Six Scouts are still missing after attending the 21st World Scout Jamboree near Chelmsford, Essex, last summer. They are believed to have remained in the country illegally.
Five Kenyan Girl Guides also vanished after attending an international jamboree in Ireland last July. There are even concerns they may subsequently have been trafficked into the UK.
While immigration officers are trained to spot children who may plan to stay in the country illegally or who are being exploited by traffickers, the potential abuse of the respectability afforded by the Scout and Guide uniforms presents a new challenge.
One of those missing from last summer’s events is Ossai Elvis, a 16-year-old Nigerian. He is pictured in his Scout uniform on Britain’s official police website for missing children.

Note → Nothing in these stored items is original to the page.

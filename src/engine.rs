//! Execution engine: a memoized, failure-contained walk of the resolved
//! check order.

use crate::check::CheckSet;
use crate::context::{CheckOutcome, RunConfig, RunContext};
use crate::errors::Result;
use crate::findings::{Finding, Severity};
use crate::graph;

/// One contained check failure, kept apart from validation findings.
///
/// Failures are diagnostics about the validator itself, not about the
/// submission; rendering layers usually show them separately.
#[derive(Debug, Clone)]
pub struct CheckFailure {
    /// Identity of the failing check.
    pub check: String,
    /// What its behavior reported.
    pub error: String,
}

/// Outcome of one validation run.
#[derive(Debug, Default)]
pub struct RunReport {
    /// Findings in emission order. Not deduplicated, sorted, or filtered;
    /// that is a rendering concern.
    pub findings: Vec<Finding>,
    /// Checks whose behavior failed, with the recorded reason.
    pub failures: Vec<CheckFailure>,
}

impl RunReport {
    /// Highest severity across all findings, if any were emitted.
    #[must_use]
    pub fn max_severity(&self) -> Option<Severity> {
        self.findings.iter().map(|f| f.severity).max()
    }

    /// `true` when any finding is `Error` or worse.
    #[must_use]
    pub fn has_errors(&self) -> bool {
        self.max_severity() >= Some(Severity::Error)
    }
}

/// Schedules registered checks over fresh run contexts.
///
/// The registered set is read-only once the runner is built; all mutable
/// state is scoped to a single `validate` call.
pub struct Runner {
    checks: CheckSet,
}

impl Runner {
    /// Runner over the given registered set.
    #[must_use]
    pub fn new(checks: CheckSet) -> Self {
        Self { checks }
    }

    /// The registered set.
    #[must_use]
    pub fn checks(&self) -> &CheckSet {
        &self.checks
    }

    /// Validate one submission.
    ///
    /// Returns `Err` only for configuration errors (dependency cycle,
    /// unknown requirement) detected before any check runs. Check failures
    /// are contained: the failing identity is recorded in the report and
    /// every unrelated branch of the graph still executes. Dependents of a
    /// failed check observe it as absent and decide locally how to degrade.
    pub fn validate(&self, config: RunConfig) -> Result<RunReport> {
        let order = graph::resolve(&self.checks)?;
        let mut ctx = RunContext::new(config);

        for check in &order {
            let id = check.id();
            // The resolved order lists each check once, but the store is
            // still the source of truth for exactly-once execution.
            if ctx.store.contains(id) {
                continue;
            }
            if ctx.config.cancel.is_cancelled() {
                tracing::debug!(check = id, "run cancelled, not scheduling");
                ctx.store.record(id, CheckOutcome::Cancelled);
                continue;
            }

            tracing::debug!(check = id, "running");
            let result = check.run(&mut ctx.view(check.as_ref()));
            let outcome = match result {
                Ok(value) => CheckOutcome::Completed(value),
                Err(err) => {
                    tracing::debug!(check = id, error = %err, "check failed");
                    CheckOutcome::Failed(err)
                }
            };
            ctx.store.record(id, outcome);
        }

        let failures = order
            .iter()
            .filter_map(|check| match ctx.store.outcome(check.id()) {
                Some(CheckOutcome::Failed(err)) => Some(CheckFailure {
                    check: check.id().to_string(),
                    error: err.to_string(),
                }),
                _ => None,
            })
            .collect();

        Ok(RunReport {
            findings: ctx.findings,
            failures,
        })
    }
}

The Scout and Girl Guide movements are keen to emphasise that only a very small number of children have disappeared of the many thousands who attend events. Linda Peters, chief executive of the Irish Girl Guides, said: “We would be extremely concerned if we were being used as a conduit for child trafficking.
“We are now in the summer season and parents are saying, ‘Is it safe to send our children to camp?’ We have to stress security is very tight.”

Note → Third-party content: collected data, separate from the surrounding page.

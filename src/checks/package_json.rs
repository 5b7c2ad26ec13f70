//! Package metadata check: parse `package.json` from the source tree.

use std::path::PathBuf;

use serde::Deserialize;

use crate::check::{shared, Check, SharedValue};
use crate::checks::source_code;
use crate::context::CheckCtx;
use crate::errors::CheckError;
use crate::findings::{FindingKind, Severity};
use crate::fs_util::is_regular_file;

/// Identity of the package metadata check.
pub const ID: &str = "package-json";

pub const MISSING_PACKAGE_JSON: &str = "missing-package-json";
pub const UNPARSEABLE_PACKAGE_JSON: &str = "unparseable-package-json";

const KINDS: &[FindingKind] = &[
    FindingKind::new(MISSING_PACKAGE_JSON, Severity::Warning),
    FindingKind::new(UNPARSEABLE_PACKAGE_JSON, Severity::Error),
];

/// The slice of `package.json` the validator cares about.
#[derive(Debug, Clone, Default, Deserialize)]
pub struct PackageMetadata {
    /// Package name.
    pub name: Option<String>,
    /// Declared version.
    pub version: Option<String>,
}

/// Parses `package.json` from the source tree and shares the
/// [`PackageMetadata`] with dependent checks.
pub struct PackageJson;

impl Check for PackageJson {
    fn id(&self) -> &'static str {
        ID
    }

    fn requires(&self) -> &'static [&'static str] {
        &[source_code::ID]
    }

    fn kinds(&self) -> &'static [FindingKind] {
        KINDS
    }

    fn run(&self, ctx: &mut CheckCtx<'_>) -> Result<Option<SharedValue>, CheckError> {
        let Some(source_dir) = ctx.dependency::<PathBuf>(source_code::ID) else {
            return Ok(None);
        };

        let path = source_dir.join("package.json");
        if !is_regular_file(&path) {
            ctx.report(
                MISSING_PACKAGE_JSON,
                "package.json not found in the source tree",
                format!("Expected `{}`.", path.display()),
            );
            return Ok(None);
        }
        ctx.announce(MISSING_PACKAGE_JSON, "package.json is present");

        let content = std::fs::read_to_string(&path)?;
        let metadata: PackageMetadata = match serde_json::from_str(&content) {
            Ok(metadata) => metadata,
            Err(err) => {
                ctx.report(
                    UNPARSEABLE_PACKAGE_JSON,
                    "package.json is not valid JSON",
                    err.to_string(),
                );
                return Ok(None);
            }
        };
        ctx.announce(UNPARSEABLE_PACKAGE_JSON, "package.json parses");

        Ok(shared(metadata))
    }
}

#[cfg(test)]
mod tests {
    use std::fs;
    use std::path::Path;

    use tempfile::{tempdir, TempDir};

    use super::*;
    use crate::check::shared;
    use crate::context::{CheckOutcome, RunConfig, RunContext};
    use crate::findings::Finding;

    fn source_tree(package_json: Option<&str>) -> TempDir {
        let dir = tempdir().unwrap();
        if let Some(content) = package_json {
            fs::write(dir.path().join("package.json"), content).unwrap();
        }
        dir
    }

    fn run_with_source(source_dir: &Path) -> (Vec<Finding>, Option<PackageMetadata>) {
        let mut ctx = RunContext::new(RunConfig::default());
        ctx.store.record(
            source_code::ID,
            CheckOutcome::Completed(shared(source_dir.to_path_buf())),
        );
        let result = PackageJson.run(&mut ctx.view(&PackageJson)).unwrap();
        let metadata = result
            .and_then(|value| value.downcast::<PackageMetadata>().ok())
            .map(|arc| arc.as_ref().clone());
        (ctx.findings, metadata)
    }

    #[test]
    fn absent_source_skips_quietly() {
        let mut ctx = RunContext::new(RunConfig::default());
        let result = PackageJson.run(&mut ctx.view(&PackageJson)).unwrap();
        assert!(result.is_none());
        assert!(ctx.findings.is_empty());
    }

    #[test]
    fn missing_package_json_warns() {
        let dir = source_tree(None);
        let (findings, metadata) = run_with_source(dir.path());
        assert_eq!(findings.len(), 1);
        assert_eq!(findings[0].kind, MISSING_PACKAGE_JSON);
        assert_eq!(findings[0].severity, Severity::Warning);
        assert!(metadata.is_none());
    }

    #[test]
    fn malformed_package_json_reported() {
        let dir = source_tree(Some("{ nope"));
        let (findings, metadata) = run_with_source(dir.path());
        assert_eq!(findings.len(), 1);
        assert_eq!(findings[0].kind, UNPARSEABLE_PACKAGE_JSON);
        assert!(metadata.is_none());
    }

    #[test]
    fn valid_package_json_is_shared() {
        let dir = source_tree(Some(r#"{ "name": "my-plugin", "version": "1.2.3" }"#));
        let (findings, metadata) = run_with_source(dir.path());
        assert!(findings.is_empty());
        let metadata = metadata.unwrap();
        assert_eq!(metadata.name.as_deref(), Some("my-plugin"));
        assert_eq!(metadata.version.as_deref(), Some("1.2.3"));
    }
}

In July last year, eight Girl Guides and five adult supervisors from Kenya arrived at Dublin airport to attend the Irish Girl Guides summer jamboree in County Meath. They were among about 1,000 Guides who attended the international camp.
There is usually stiff competition to get to jamborees and the Kenyan girls made an impression with their dancing and singing.
The girls left the camp for Dublin, but subsequently vanished and five have not been seen since. A woman who had been travelling with the girls, Polly Mbugua, 40, was arrested and later jailed after being found to have false documents for children that would have enabled them to travel to the UK.
The five Guides listed on Ireland’s official missing children website are named as Caroline Njoki, 11, Jean Wanjiku, 14, Magdaline Nyagathi, 16, Alice Wanbui, 16, and Jane Nyambura, 17. Their disappearance received no publicity until last month when a worker at the Irish Society for the Prevention of Cruelty to Children went through missing-person files — and realised the children had all vanished after the jamboree. The case was then raised at a conference where it was claimed the girls may have been the victims of child traffickers.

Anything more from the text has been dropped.